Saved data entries
—————

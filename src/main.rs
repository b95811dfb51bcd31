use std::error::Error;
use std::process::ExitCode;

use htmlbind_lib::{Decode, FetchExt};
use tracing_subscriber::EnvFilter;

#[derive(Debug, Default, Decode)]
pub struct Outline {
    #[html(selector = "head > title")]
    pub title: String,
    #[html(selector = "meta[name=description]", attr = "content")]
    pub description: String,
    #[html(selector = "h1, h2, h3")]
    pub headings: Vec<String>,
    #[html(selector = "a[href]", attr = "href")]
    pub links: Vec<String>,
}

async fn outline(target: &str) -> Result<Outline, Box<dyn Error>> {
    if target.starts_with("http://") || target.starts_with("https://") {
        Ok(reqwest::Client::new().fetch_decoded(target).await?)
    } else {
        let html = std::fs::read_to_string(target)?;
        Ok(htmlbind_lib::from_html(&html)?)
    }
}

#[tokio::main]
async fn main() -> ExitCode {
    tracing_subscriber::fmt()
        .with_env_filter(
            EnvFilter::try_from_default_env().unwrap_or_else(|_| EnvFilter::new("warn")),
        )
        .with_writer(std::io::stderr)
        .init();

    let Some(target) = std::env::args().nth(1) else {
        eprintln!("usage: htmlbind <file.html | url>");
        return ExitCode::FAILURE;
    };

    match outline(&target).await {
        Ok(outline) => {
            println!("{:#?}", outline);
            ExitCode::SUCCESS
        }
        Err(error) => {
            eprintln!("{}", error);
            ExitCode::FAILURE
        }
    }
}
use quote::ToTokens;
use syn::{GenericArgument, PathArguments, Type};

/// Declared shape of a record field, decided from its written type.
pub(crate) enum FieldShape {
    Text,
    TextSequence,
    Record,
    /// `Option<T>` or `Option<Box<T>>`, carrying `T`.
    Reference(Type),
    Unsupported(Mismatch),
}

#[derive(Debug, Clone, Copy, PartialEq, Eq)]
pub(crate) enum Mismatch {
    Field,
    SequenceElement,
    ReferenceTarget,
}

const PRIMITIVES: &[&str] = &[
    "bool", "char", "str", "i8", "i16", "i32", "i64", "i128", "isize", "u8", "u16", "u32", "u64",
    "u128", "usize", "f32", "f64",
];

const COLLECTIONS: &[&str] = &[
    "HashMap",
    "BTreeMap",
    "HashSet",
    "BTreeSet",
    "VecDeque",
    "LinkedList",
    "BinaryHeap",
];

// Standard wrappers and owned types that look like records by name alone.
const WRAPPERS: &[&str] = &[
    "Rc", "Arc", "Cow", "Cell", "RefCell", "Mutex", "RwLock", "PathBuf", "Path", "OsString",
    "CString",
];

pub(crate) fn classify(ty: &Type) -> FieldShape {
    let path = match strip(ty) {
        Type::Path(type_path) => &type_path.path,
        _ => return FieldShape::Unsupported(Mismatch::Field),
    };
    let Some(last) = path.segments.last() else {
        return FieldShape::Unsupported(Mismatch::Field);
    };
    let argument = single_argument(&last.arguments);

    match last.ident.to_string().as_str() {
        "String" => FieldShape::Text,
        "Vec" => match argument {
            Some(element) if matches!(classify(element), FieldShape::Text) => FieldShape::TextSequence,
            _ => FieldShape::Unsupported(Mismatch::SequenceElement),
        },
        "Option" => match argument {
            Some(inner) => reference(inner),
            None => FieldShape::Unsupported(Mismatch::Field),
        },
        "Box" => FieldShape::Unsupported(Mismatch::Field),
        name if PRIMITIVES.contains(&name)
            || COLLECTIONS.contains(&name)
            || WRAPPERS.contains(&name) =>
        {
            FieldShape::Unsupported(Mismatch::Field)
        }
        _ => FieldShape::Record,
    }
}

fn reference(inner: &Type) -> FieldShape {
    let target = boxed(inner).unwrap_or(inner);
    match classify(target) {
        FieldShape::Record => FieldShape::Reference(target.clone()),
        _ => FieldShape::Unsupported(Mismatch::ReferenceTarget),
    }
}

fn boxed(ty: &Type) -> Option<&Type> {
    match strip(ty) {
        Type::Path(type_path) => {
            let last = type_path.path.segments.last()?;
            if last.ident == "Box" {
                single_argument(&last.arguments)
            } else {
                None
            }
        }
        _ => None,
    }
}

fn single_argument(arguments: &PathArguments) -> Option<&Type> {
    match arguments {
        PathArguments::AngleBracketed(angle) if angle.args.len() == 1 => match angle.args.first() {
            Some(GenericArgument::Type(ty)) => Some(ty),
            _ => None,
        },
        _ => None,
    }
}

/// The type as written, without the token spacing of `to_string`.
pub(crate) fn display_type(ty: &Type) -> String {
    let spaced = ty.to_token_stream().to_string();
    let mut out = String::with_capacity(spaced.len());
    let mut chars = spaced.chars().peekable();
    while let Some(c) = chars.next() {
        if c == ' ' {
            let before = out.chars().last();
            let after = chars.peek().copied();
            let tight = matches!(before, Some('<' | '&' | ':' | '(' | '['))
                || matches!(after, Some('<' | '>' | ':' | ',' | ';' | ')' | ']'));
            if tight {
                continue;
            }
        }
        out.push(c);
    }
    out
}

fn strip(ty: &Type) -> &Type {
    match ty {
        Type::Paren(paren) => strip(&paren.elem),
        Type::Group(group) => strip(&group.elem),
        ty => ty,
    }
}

—————

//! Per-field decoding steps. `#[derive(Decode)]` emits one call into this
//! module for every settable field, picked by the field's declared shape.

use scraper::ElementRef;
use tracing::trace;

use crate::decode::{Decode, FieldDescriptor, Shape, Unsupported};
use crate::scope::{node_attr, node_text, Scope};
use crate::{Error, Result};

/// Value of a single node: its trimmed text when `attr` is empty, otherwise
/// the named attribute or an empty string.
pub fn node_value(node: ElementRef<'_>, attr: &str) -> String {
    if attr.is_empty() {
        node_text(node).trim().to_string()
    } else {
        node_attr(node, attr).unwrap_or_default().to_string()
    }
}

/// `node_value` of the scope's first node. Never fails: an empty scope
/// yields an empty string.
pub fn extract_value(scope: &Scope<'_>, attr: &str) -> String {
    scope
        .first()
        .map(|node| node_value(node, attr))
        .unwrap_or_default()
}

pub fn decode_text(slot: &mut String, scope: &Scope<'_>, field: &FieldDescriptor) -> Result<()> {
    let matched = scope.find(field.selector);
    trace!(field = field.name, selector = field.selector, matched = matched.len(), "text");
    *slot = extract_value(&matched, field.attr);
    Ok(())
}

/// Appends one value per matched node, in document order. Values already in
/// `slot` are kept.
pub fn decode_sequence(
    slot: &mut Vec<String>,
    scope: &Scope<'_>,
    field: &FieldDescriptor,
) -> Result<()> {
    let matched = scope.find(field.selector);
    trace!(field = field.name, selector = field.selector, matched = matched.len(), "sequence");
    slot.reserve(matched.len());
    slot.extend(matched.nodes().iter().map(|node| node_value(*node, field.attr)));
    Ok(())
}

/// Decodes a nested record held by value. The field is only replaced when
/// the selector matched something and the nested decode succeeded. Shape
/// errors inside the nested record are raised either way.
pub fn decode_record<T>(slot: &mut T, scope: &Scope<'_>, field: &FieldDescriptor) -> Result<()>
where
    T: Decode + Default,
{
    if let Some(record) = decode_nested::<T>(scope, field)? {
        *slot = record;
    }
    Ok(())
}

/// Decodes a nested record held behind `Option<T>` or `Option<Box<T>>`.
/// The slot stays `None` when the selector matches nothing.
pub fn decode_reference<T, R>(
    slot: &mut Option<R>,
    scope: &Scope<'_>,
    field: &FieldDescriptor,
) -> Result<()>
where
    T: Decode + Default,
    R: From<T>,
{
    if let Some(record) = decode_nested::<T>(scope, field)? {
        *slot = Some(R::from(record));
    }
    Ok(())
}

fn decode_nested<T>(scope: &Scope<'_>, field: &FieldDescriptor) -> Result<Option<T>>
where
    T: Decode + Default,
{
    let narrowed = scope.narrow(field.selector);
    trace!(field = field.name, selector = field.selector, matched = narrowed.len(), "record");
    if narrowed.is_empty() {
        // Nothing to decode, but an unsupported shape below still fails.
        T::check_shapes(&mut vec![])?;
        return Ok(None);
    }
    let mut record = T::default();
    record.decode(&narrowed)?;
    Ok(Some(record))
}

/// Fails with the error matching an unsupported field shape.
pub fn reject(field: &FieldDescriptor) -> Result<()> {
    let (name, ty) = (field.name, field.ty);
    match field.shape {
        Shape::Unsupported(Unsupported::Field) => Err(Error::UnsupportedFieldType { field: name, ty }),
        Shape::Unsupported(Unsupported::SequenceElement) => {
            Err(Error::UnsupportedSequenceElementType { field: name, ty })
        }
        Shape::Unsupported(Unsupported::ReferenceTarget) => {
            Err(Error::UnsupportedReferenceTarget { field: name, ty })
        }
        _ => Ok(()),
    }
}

—————

## [Task item]
Filter the entries above and return only the lines holding "async".

## [Result]
async fn outline(target: &str) -> Result<Outline, Box<dyn Error>> {
async fn main() -> ExitCode {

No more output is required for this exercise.